If it wasn’t clear already, Brexit is a thoroughly partisan film with only the most veiled semblance of “objectivity.” But in these trying times, especially with Brexit’s true through-line still uncertain, should art really be trying to tow the line? Many in the Leave camp have already lambasted the film for their “slanted” depiction within, yet it can certainly be argued that the pic curtails the fundamental racism backing much – but certainly not all – of the Leave campaign.
Moreover, Graham’s script is sure to foreground the plight of a frustrated working class at their wits’ end who felt they had no other choice than to vote Leave, and it does so without painting them as feckless idiots. In this respect the film walks on a razor’s edge between being an incisive call to arms and something more diplomatic that a Leave voter might actually stomach watching.
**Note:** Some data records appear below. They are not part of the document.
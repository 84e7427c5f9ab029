//! Application configuration and API credentials.

use std::{
    env, fmt, fs,
    path::{Path, PathBuf},
    time::Duration,
};

use anyhow::{anyhow, bail, Context, Result};
use chrono_tz::Tz;
use config::{Config, Environment, File, FileFormat};
use serde::{Deserialize, Serialize};
use tracing::info;

use crate::registry::{EntitySpec, Position, SourceKind};

/// Environment variable holding the bus tracker key.
pub const BUS_KEY_VAR: &str = "CTA_BUS_KEY";
/// Environment variable holding the train tracker key.
pub const TRAIN_KEY_VAR: &str = "CTA_TRAIN_KEY";

const DEFAULT_CONFIG: &str = r#"# etaboard configuration
#
# Values here override the built-in defaults; ETABOARD_* environment
# variables override this file (e.g. ETABOARD_REFRESH_INTERVAL_SECS=30).
# API keys are read from CTA_BUS_KEY and CTA_TRAIN_KEY.

bus_api_url = "http://www.ctabustracker.com/bustime/api/v1/getpredictions"
train_api_url = "http://lapi.transitchicago.com/api/1.0/ttarrivals.aspx"
bike_api_url = "https://feeds.divvybikes.com/stations/stations.json"
timezone = "America/Chicago"
refresh_interval_secs = 15
request_timeout_secs = 10
bus_result_limit = 6
train_result_limit = 7
# display_duration_secs = 600

# Bike-share entries use the station id as `route` and its name as `stop`.

[[entities]]
kind = "train"
route = "Red"
stop = "30121"
label = "Red N"
position = { x = 2, y = 3 }

[[entities]]
kind = "train"
route = "Red"
stop = "30122"
label = "Red S"
position = { x = 42, y = 3 }

[[entities]]
kind = "train"
route = "Brn"
stop = "30155"
label = "Brown N"
position = { x = 2, y = 5 }

[[entities]]
kind = "train"
route = "Brn"
stop = "30156"
label = "Brown S"
position = { x = 42, y = 5 }

[[entities]]
kind = "train"
route = "P"
stop = "30155"
label = "Purple N"
position = { x = 2, y = 7 }

[[entities]]
kind = "train"
route = "P"
stop = "30156"
label = "Purple S"
position = { x = 42, y = 7 }

[[entities]]
kind = "bus"
route = "156"
stop = "1450"
label = "156 N"
position = { x = 2, y = 11 }

[[entities]]
kind = "bus"
route = "156"
stop = "1411"
label = "156 S"
position = { x = 42, y = 11 }

[[entities]]
kind = "bus"
route = "22"
stop = "1902"
label = "22 N"
position = { x = 2, y = 13 }

[[entities]]
kind = "bus"
route = "22"
stop = "1847"
label = "22 S"
position = { x = 42, y = 13 }

[[entities]]
kind = "bus"
route = "36"
stop = "1902"
label = "36 N"
position = { x = 2, y = 15 }

[[entities]]
kind = "bus"
route = "36"
stop = "1847"
label = "36 S"
position = { x = 42, y = 15 }

[[entities]]
kind = "bus"
route = "72"
stop = "923"
label = "72 W"
position = { x = 2, y = 17 }

[[entities]]
kind = "bike_share"
route = "266"
stop = "Wells St & Concord Ln"
label = "Wells/Concord"
position = { x = 2, y = 21 }

[[entities]]
kind = "bike_share"
route = "112"
stop = "Clark St & North Ave"
label = "Clark/North"
position = { x = 42, y = 21 }

[[entities]]
kind = "bike_share"
route = "268"
stop = "Wells St & Evergreen Ave"
label = "Wells/Evergreen"
position = { x = 2, y = 23 }

[[entities]]
kind = "bike_share"
route = "278"
stop = "Clark St & Schiller St"
label = "Clark/Schiller"
position = { x = 42, y = 23 }
"#;

#[rustfmt::skip]
const DEFAULT_CATALOG: &[(SourceKind, &str, &str, &str, u16, u16)] = &[
    (SourceKind::Train, "Red", "30121", "Red N", 2, 3),
    (SourceKind::Train, "Red", "30122", "Red S", 42, 3),
    (SourceKind::Train, "Brn", "30155", "Brown N", 2, 5),
    (SourceKind::Train, "Brn", "30156", "Brown S", 42, 5),
    (SourceKind::Train, "P", "30155", "Purple N", 2, 7),
    (SourceKind::Train, "P", "30156", "Purple S", 42, 7),
    (SourceKind::Bus, "156", "1450", "156 N", 2, 11),
    (SourceKind::Bus, "156", "1411", "156 S", 42, 11),
    (SourceKind::Bus, "22", "1902", "22 N", 2, 13),
    (SourceKind::Bus, "22", "1847", "22 S", 42, 13),
    (SourceKind::Bus, "36", "1902", "36 N", 2, 15),
    (SourceKind::Bus, "36", "1847", "36 S", 42, 15),
    (SourceKind::Bus, "72", "923", "72 W", 2, 17),
    (SourceKind::BikeShare, "266", "Wells St & Concord Ln", "Wells/Concord", 2, 21),
    (SourceKind::BikeShare, "112", "Clark St & North Ave", "Clark/North", 42, 21),
    (SourceKind::BikeShare, "268", "Wells St & Evergreen Ave", "Wells/Evergreen", 2, 23),
    (SourceKind::BikeShare, "278", "Clark St & Schiller St", "Clark/Schiller", 42, 23),
];

/// Built-in Chicago catalog used when no entities are configured.
pub fn default_catalog() -> Vec<EntitySpec> {
    DEFAULT_CATALOG
        .iter()
        .map(|&(kind, route, stop, label, x, y)| EntitySpec {
            kind,
            route: route.to_string(),
            stop: stop.to_string(),
            label: label.to_string(),
            position: Position { x, y },
        })
        .collect()
}

/// Runtime configuration for the board.
#[derive(Debug, Clone, Serialize, Deserialize)]
#[serde(default)]
pub struct AppConfig {
    /// Bus tracker predictions endpoint.
    pub bus_api_url: String,
    /// Train tracker arrivals endpoint.
    pub train_api_url: String,
    /// Bike-share station feed.
    pub bike_api_url: String,
    /// IANA zone the transit timestamps are expressed in.
    pub timezone: String,
    /// Delay between the end of one pass and the start of the next.
    pub refresh_interval_secs: u64,
    /// Per-request timeout.
    pub request_timeout_secs: u64,
    /// Close the board after this many seconds; run until exit when unset.
    pub display_duration_secs: Option<u64>,
    /// `top` parameter sent to the bus tracker.
    pub bus_result_limit: u32,
    /// `max` parameter sent to the train tracker.
    pub train_result_limit: u32,
    /// Monitored stops and stations.
    pub entities: Vec<EntitySpec>,
}

impl Default for AppConfig {
    fn default() -> Self {
        Self {
            bus_api_url: "http://www.ctabustracker.com/bustime/api/v1/getpredictions".to_string(),
            train_api_url: "http://lapi.transitchicago.com/api/1.0/ttarrivals.aspx".to_string(),
            bike_api_url: "https://feeds.divvybikes.com/stations/stations.json".to_string(),
            timezone: "America/Chicago".to_string(),
            refresh_interval_secs: 15,
            request_timeout_secs: 10,
            display_duration_secs: None,
            bus_result_limit: 6,
            train_result_limit: 7,
            entities: default_catalog(),
        }
    }
}

impl AppConfig {
    /// Load from the default config path, then `ETABOARD_*` overrides.
    pub fn load() -> Result<Self> {
        Self::load_from(config_path()?)
    }

    /// Load from `path` (optional on disk), then `ETABOARD_*` overrides.
    pub fn load_from(path: impl AsRef<Path>) -> Result<Self> {
        let path = path.as_ref();
        let settings = Config::builder()
            .add_source(File::from(path).format(FileFormat::Toml).required(false))
            .add_source(
                Environment::with_prefix("ETABOARD")
                    .prefix_separator("_")
                    .separator("__")
                    .try_parsing(true),
            )
            .build()
            .with_context(|| format!("failed to read config {}", path.display()))?;

        let mut config: AppConfig = settings
            .try_deserialize()
            .with_context(|| format!("failed to parse config {}", path.display()))?;
        if config.entities.is_empty() {
            config.entities = default_catalog();
        }
        config.validate()?;
        Ok(config)
    }

    fn validate(&self) -> Result<()> {
        if self.refresh_interval_secs == 0 {
            bail!("refresh_interval_secs must be greater than zero");
        }
        if self.request_timeout_secs == 0 {
            bail!("request_timeout_secs must be greater than zero");
        }
        self.zone()?;
        Ok(())
    }

    /// Source time zone.
    pub fn zone(&self) -> Result<Tz> {
        self.timezone
            .parse::<Tz>()
            .map_err(|err| anyhow!("invalid timezone {:?}: {err}", self.timezone))
    }

    /// Delay between passes.
    pub fn refresh_interval(&self) -> Duration {
        Duration::from_secs(self.refresh_interval_secs)
    }

    /// Per-request timeout.
    pub fn request_timeout(&self) -> Duration {
        Duration::from_secs(self.request_timeout_secs)
    }

    /// How long the board stays up, if bounded.
    pub fn display_duration(&self) -> Option<Duration> {
        self.display_duration_secs.map(Duration::from_secs)
    }
}

/// Path of the user configuration file.
pub fn config_path() -> Result<PathBuf> {
    let base = dirs::config_dir().ok_or_else(|| anyhow!("unable to locate config directory"))?;
    Ok(base.join("etaboard").join("config.toml"))
}

/// Write the default configuration file if none exists yet.
pub fn ensure_default_config() -> Result<()> {
    write_default_config(config_path()?)
}

/// Write the default configuration to `path` unless a file is already there.
pub fn write_default_config(path: impl AsRef<Path>) -> Result<()> {
    let path = path.as_ref();
    if path.exists() {
        return Ok(());
    }
    if let Some(parent) = path.parent() {
        fs::create_dir_all(parent)
            .with_context(|| format!("failed to create config directory {}", parent.display()))?;
    }
    fs::write(path, DEFAULT_CONFIG)
        .with_context(|| format!("failed to write default config {}", path.display()))?;
    info!(path = %path.display(), "Wrote default configuration");
    Ok(())
}

/// Transit API keys supplied out-of-band.
#[derive(Clone)]
pub struct Credentials {
    /// Bus tracker key.
    pub bus_key: String,
    /// Train tracker key.
    pub train_key: String,
}

impl Credentials {
    /// Read both keys from the environment; either one missing is fatal.
    pub fn from_env() -> Result<Self> {
        Ok(Self {
            bus_key: required_var(BUS_KEY_VAR)?,
            train_key: required_var(TRAIN_KEY_VAR)?,
        })
    }
}

impl fmt::Debug for Credentials {
    fn fmt(&self, f: &mut fmt::Formatter<'_>) -> fmt::Result {
        f.debug_struct("Credentials")
            .field("bus_key", &"<redacted>")
            .field("train_key", &"<redacted>")
            .finish()
    }
}

fn required_var(name: &str) -> Result<String> {
    let value = env::var(name).with_context(|| format!("{name} is not set"))?;
    let value = value.trim();
    if value.is_empty() {
        bail!("{name} is empty");
    }
    Ok(value.to_string())
}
What certainly can’t be sniffed at is Benedict Cumberbatch’s performance as Cummings. The actor has perhaps proven himself a little over-eager in recent years to play real-life figures he’s not terribly well-suited for, but bringing more than just a bald patch and regional dialect to the table here, Cumberbatch is marvellously convincing as the terse, no-bullshit advisor. While most of his previous biopic performances have seen him struggle to disappear beneath his own image, here he’s a pure chameleon.
The reliable Rory Kinnear is also terrific as chief Remain strategist Craig Oliver, the film’s most obvious avatar for the Remain sentiment as a whole, yet lent a certain warm humanity through Kinnear’s fiery portrayal. More high-profile figures sadly aren’t quite so convincing, surely in large part due to our greater familiarity with the real-life articles. Richard Goulding never graduates beyond a caricature as Boris Johnson, while Paul Ryan’s Nigel Farage is just too over-the-top to be taken seriously. In a film with so many serious talking points, these sketch show-calibre Characters are jarring in the least.
Elsewhere, veteran TV director Toby Haynes (Sherlock, Black Mirror) sadly doesn’t have much to offer stylistically. This is a TV movie in every sense of the word, down to blatantly rushed camera set-ups which fail to execute its few slicker ideas with much brio at all. Then again, this is a sobering subject in the British public’s current focus, so giving it The Big Short treatment would be a touch unnecessary if not also appropriate. But given Cumberbatch’s commitment to the part in particular, it’s a shame he’s not backed by more assured technicals.
A touch too cartoonish to be truly biting, but a fittingly broad polemic during the current mid-Brexit maelstrom. Just remember to bring some antacids with you, because if you voted Remain, you’re going to leave very, very pissed off.